[Dataset entries]
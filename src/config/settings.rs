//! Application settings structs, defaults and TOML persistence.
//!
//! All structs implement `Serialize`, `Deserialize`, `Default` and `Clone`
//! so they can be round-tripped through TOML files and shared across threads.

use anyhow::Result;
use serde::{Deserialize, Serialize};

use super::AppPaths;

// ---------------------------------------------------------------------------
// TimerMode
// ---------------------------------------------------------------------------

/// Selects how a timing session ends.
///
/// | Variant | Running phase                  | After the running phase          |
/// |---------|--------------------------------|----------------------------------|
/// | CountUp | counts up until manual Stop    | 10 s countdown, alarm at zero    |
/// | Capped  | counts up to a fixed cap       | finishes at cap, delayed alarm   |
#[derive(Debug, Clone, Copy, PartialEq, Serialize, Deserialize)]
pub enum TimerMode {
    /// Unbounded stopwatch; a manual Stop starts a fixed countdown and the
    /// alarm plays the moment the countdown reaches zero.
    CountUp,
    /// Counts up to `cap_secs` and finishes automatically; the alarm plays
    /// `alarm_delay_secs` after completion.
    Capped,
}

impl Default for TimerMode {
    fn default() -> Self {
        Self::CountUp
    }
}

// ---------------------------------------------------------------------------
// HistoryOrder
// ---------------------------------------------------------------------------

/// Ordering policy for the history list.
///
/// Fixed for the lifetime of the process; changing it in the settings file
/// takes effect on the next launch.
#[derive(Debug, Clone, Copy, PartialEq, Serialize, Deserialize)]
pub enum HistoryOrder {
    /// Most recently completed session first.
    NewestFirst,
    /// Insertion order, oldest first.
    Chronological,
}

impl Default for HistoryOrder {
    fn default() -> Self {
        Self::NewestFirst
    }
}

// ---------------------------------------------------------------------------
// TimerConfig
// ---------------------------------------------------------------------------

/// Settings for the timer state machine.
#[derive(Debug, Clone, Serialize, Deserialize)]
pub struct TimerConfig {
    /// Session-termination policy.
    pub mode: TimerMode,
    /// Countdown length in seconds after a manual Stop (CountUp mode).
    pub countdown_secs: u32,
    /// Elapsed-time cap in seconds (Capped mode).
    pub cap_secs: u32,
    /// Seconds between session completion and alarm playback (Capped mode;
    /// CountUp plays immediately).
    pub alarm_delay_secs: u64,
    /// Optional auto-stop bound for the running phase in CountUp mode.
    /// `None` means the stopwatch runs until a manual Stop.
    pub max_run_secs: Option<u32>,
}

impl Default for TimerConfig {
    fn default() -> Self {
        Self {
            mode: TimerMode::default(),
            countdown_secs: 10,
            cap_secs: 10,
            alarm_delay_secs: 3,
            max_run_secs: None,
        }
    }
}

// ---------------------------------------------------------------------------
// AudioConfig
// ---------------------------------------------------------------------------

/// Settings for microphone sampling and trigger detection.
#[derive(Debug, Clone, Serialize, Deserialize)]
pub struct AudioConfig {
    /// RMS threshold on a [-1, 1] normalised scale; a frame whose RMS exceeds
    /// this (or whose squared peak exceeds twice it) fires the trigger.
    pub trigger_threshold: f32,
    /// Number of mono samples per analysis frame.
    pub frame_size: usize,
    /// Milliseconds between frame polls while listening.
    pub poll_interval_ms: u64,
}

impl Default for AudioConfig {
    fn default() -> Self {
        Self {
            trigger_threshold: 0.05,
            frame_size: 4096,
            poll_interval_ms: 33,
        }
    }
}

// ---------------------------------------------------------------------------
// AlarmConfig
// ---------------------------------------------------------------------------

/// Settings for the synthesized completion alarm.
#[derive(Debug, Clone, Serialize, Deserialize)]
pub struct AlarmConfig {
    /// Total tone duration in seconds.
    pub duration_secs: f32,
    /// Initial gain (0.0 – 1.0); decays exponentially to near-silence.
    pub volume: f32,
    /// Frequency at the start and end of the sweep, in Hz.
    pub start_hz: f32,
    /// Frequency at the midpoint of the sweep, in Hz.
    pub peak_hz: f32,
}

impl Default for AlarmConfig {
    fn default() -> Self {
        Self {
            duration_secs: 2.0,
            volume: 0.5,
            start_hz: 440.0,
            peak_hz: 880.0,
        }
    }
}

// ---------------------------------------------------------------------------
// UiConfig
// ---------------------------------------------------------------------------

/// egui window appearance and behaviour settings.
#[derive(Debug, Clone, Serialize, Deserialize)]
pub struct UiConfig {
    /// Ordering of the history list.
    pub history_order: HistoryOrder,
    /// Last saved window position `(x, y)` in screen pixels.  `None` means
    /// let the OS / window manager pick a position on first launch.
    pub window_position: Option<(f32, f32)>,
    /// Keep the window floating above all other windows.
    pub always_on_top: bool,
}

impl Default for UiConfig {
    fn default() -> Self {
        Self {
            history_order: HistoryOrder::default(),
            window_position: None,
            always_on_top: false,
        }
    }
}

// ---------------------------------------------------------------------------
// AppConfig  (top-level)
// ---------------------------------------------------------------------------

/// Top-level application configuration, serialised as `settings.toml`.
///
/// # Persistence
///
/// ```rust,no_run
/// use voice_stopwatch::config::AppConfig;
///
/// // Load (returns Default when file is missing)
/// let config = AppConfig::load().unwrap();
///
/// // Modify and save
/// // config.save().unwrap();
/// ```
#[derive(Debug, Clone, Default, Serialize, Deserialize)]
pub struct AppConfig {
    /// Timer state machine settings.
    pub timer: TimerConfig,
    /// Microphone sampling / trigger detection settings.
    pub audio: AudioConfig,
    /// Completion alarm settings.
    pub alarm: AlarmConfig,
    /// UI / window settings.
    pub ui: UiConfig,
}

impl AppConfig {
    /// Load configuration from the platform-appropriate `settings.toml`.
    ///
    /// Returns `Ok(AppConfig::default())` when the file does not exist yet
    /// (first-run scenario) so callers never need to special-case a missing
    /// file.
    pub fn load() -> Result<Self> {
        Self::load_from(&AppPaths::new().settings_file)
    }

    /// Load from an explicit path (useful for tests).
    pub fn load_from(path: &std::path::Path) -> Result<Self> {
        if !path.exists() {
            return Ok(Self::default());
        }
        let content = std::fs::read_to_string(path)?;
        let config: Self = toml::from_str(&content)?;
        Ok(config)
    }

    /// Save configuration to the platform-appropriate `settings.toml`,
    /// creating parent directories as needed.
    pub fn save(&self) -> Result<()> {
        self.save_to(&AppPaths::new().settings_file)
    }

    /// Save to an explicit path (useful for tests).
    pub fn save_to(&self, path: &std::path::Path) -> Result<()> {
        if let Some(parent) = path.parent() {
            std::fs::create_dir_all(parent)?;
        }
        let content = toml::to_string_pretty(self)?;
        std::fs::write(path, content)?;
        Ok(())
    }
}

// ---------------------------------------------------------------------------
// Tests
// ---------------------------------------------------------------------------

Exercise prompt
Lines that contain "machine" are the result; find them in the entries above and copy each one.

Task output
/// Settings for the timer state machine.
    /// Timer state machine settings.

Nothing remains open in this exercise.